Fail: Homemade Natto Using Packaged Natto -Batch #39

A timely failure to keep me humble. After a few successful runs which can be seen on Batch #37, Batch #39 fails on me. I guess I am a little bit harsh on myself because it was not a complete fail. I had mentioned previously that one important criteria for good natto was its silky long strings. I love to make a batch that has strong threads that hold the beans within the string even when lifted.

On Batch #39, the fermentation looked fine and I was looking forward to eating natto. One quick test is to take out a small portion of the freshly fermented natto and do the wet seasoning test. You can use shoyu or mentsuyu. 

On a successful batch, the freshly made natto looks almost gummy and will stick to each other. When mentsuyu is added, it will still be gummy and sticky.

On the other hand, unsuccessful batches will almost have flaky natto growth with thin strings. When this is mixed with mentsuyu, the strings will have a wet look and will not have sticking power. You can see how the natto has not clumped together in the bowl after mixing.

I always thought this was due to a problem with the fermentation, but on this batch I used the same method as the successful batch #37. The only thing that I did different this time was to use a different starter. I had ran out of the old frozen natto so I used a new package. Unfortunately, I did not keep the outer label so I have no idea what the brand was. So assuming that I used a different brand of frozen natto starter, the outcome of the fermentation could be strongly linked to the strain of natto used for the fermentation. I am sure different brands use different strains of natto to establish their style. 

I will start noting what brands I use as the starter to see if there are strains that are more stringy than others. I have heard that in Japan, there is a trend towards less stinky natto. There could be a correlation to natto that turns out less stringy when this less stinky natto is used. 

This is a good remainder to me not to be discouraged by a bad batch. It is very possible that your natto did not turn stringy because of the starter used. If possible, try to use a different brand to see how the natto turns out.
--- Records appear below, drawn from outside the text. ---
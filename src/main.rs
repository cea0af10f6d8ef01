//! Codejudge · coding-problem backend
//!
//! - Axum HTTP + WebSocket API
//! - Problems from a TOML bank, built-in seeds, and an optional directory of JSON documents
//! - Submissions evaluated in a sandboxed `node` child process
//! - Optional AI hints via an external HTTP endpoint
//! - Static front-end fallback (STATIC_DIR/index.html)
//!
//! Important env variables:
//!   PORT            : u16 (default 3000)
//!   APP_CONFIG_PATH : path to TOML config (runner limits, hints, problem bank)
//!   HINT_API_URL    : base URL of the hint endpoint; enables hints if present
//!   PROBLEMS_DIR    : directory of `<id>.json` problem documents
//!   STATIC_DIR      : front-end directory (default "./static")
//!   NODE_BINARY     : node executable used by the sandbox (default "node")
//!   LOG_LEVEL       : tracing filter, e.g. "debug" or full directives
//!   LOG_FORMAT      : "pretty" (default) or "json"

mod telemetry;
mod util;
mod domain;
mod config;
mod seeds;
mod store;
mod sandbox;
mod runner;
mod hint;
mod state;
mod logic;
mod session;
mod protocol;
mod routes;

use std::{net::SocketAddr, sync::Arc};
use tokio::net::TcpListener;
use tracing::{info, warn};

use crate::config::load_app_config_from_env;
use crate::routes::build_router;
use crate::state::AppState;

#[tokio::main]
async fn main() -> Result<(), Box<dyn std::error::Error>> {
  telemetry::init_tracing();

  let config = load_app_config_from_env();
  let port = config.server.port;

  // Shared state: problem loader, sandboxed runner, optional hint client.
  let state = Arc::new(AppState::new(config));
  let app = build_router(state);

  let addr = SocketAddr::from(([0, 0, 0, 0], port));
  let listener = TcpListener::bind(addr).await?;
  info!(target: "codejudge_backend", %addr, "HTTP server listening");
  axum::serve(listener, app)
    .with_graceful_shutdown(shutdown_signal())
    .await?;
  info!(target: "codejudge_backend", "Server shutdown complete");
  Ok(())
}

async fn shutdown_signal() {
  if let Err(e) = tokio::signal::ctrl_c().await {
    warn!(target: "codejudge_backend", error = %e, "Failed to listen for Ctrl-C; running until killed");
    std::future::pending::<()>().await;
  }
  warn!(target: "codejudge_backend", "Received shutdown signal");
}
  1. Hi, sorry for digging this up.
    I am relatively new to homemade natto and have tried to make it at home several times.
    The first two batches were very good : stringy, no ammonia smell/taste, natto taste, all good.
    Since then, every single one of them is a failure. I just don't know what is wrong. I used the same exact brand of natto every time. I changed the fermentation process since the first failed batch.
    The first two ones were at a lower temperature (in the corner of my kitchen, about 20-23° depending on the time of the day). But I read this is too cold (and it could explain why my natto was ok but not too stringy).
    Now it's like this second picture in your article. Very weak strings, strong strong ammonia taste/smell. I have to toss it away every time :(

    I can't find answers anywhere. No FB group, and no solution has worked yet. Do you happen to have any idea what could go wrong, natto-sensei? :)

    1. Hi Egga,
      Hope this message gets to you. Being a Blogger novice, I do not know if blogger sends a reply notification. Anyways, to answer your question, I would say temp is the culprit. Natto is different from other fermentations because it likes high temps around 34-42C, average 38C. If the failures correspond with winter ferms, then it is definitely a temp issue. If you have not done so already, please read the "Homemade Natto" and "Troubleshooting" links/tabs at the top of the page.
      Thank you for visiting the blog and update me on how it goes!